Chairman: Caricom may send troops to stabilise Haiti

The content originally appeared on: Trinidad and Tobago Newsday

FILE PHOTO: Police patrol after recovering the bodies of slain journalists in Port-au-Prince, Haiti, on January 7, 2022. AP PHOTO –

CARICOM countries could well agree to send troops to unrest-hit Haiti if accompanied by personnel from bigger countries, hinted Caricom chairman Philip Davis to reporters on Tuesday, ahead of Wednesday’s opening of 44th Regular Meeting of the Conference of Heads of Government of Caricom in The Bahamas.

His support followed a February 1 pledge by Jamaican Prime Minister Andrew Holness to the Jamaica Parliament to send soldiers and police to Haiti as part of any eventual multinational security force, in reply to Haitian Government’s calls for help since last October.

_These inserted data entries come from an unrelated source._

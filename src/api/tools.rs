// src/api/tools.rs

use axum::{
    body::Bytes,
    extract::{Path, State},
    http::StatusCode,
    response::IntoResponse,
    Json,
};
use serde_json::{json, Value};
use tracing::warn;

use crate::{
    mcp::{
        handler::handle_mcp_request,
        protocol::{error_codes, Request, Response},
    },
    AppState,
};

pub async fn list_tools_handler(State(state): State<AppState>) -> impl IntoResponse {
    Json(json!({ "tools": state.toolkit.describe(&state.context) }))
}

/// Runs one tool. Tool failures are reported in the body with `isError: true`.
pub async fn call_tool_handler(
    State(state): State<AppState>,
    Path(method): Path<String>,
    body: Bytes,
) -> impl IntoResponse {
    let args: Value = if body.is_empty() {
        json!({})
    } else {
        match serde_json::from_slice(&body) {
            Ok(args) => args,
            Err(e) => {
                warn!("Rejecting malformed arguments for {}: {}", method, e);
                return (
                    StatusCode::BAD_REQUEST,
                    Json(json!({ "error": format!("Invalid JSON body: {}", e) })),
                );
            }
        }
    };

    match state
        .toolkit
        .execute(&method, state.client.as_ref(), &state.context, args)
        .await
    {
        Some(output) => (
            StatusCode::OK,
            Json(json!({
                "method": method,
                "isError": output.is_error(),
                "humanMessage": output.human_message(),
                "result": output,
            })),
        ),
        None => (
            StatusCode::NOT_FOUND,
            Json(json!({ "error": format!("Unknown tool: {}", method) })),
        ),
    }
}

// Forward JSON-RPC requests over HTTP to the MCP handler
pub async fn rpc_handler(State(state): State<AppState>, Json(req): Json<Request>) -> Json<Response> {
    match handle_mcp_request(req, state).await {
        Some(resp) => Json(resp),
        None => Json(Response::error(
            Value::Null,
            error_codes::INVALID_REQUEST,
            "Notifications are not supported over HTTP".into(),
        )),
    }
}
use axum::{extract::State, response::IntoResponse, Json};

use crate::AppState;

pub async fn health_handler(State(state): State<AppState>) -> impl IntoResponse {
    Json(serde_json::json!({
        "status": "ok",
        "network": state.config.network.to_string(),
        "mode": state.context.mode.to_string(),
        "tools": state.toolkit.tools().len(),
    }))
}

Davis said, “It will not be the first time that we as a country will have provided assistance by allowing members of our defence force to go into Haiti to provide peace-keeping initiatives. So, in that regard we are discussing doing the same thing again if called on to do so.

“That will be, though, with the assistance and being led by one of the powers that be as may occur.”

He said Caricom countries do not have the resources to do this on their own, but needed assistance.

“Once we have identified assistance we are prepared to do our part to ensure stability is obtained in Haiti.”

Davis remarked, “The resources required to bring stability to Haiti are not in the remit of Caricom at all, individually or collectively.”

He said a solution needed the inputs of others and that Caricom was now looking towards the US and Canada. He said the goal was to stabilise Haiti and hold elections to provide a government that was free of fear and violence. While urging inputs from Caricom, Canada and the US, he said efforts must result in a Haitian-led solution, to be sustainable. Philip, when asked if it was unsafe to visit Haiti, said the instability did not make anyone feel safe.

Saying people should not be reluctant to help Haiti, he said, “It has to start somewhere. Hopefully this time…If it is Haitian-led it can be sustained.”

Caricom secretary general Dr Carla Barnett told reporters Haitian Government representatives will attend the Caricom meeting.

TT’s Prime Minister is also expected to attend Wednesday’s meeting.

Barnett said an increased flow of Haitian migrants to nearby territories recently was a reflection of instability in Haiti, and it was hard to solve migration without first addressing instability. She said, “Caricom is talking about bringing together all parties.”

The briefing heard that Wednesday’s meeting would include Canada President Justin Trudeau, plus a video-link message from Ukraine President Volodimir Zelensky.

Davis said Caricom stood by to play whatever role it could to help end “that sad event” refering to the Russian Invasion of Ukraine.

He said the US and Canada have been re-engaging the Caribbean as never before, in areas such as energy, food and health.

Davis said the talks will also focus on covid19, climate change and food security, even as he also lamented the inflow of illicit firearms to The Bahamas from the US.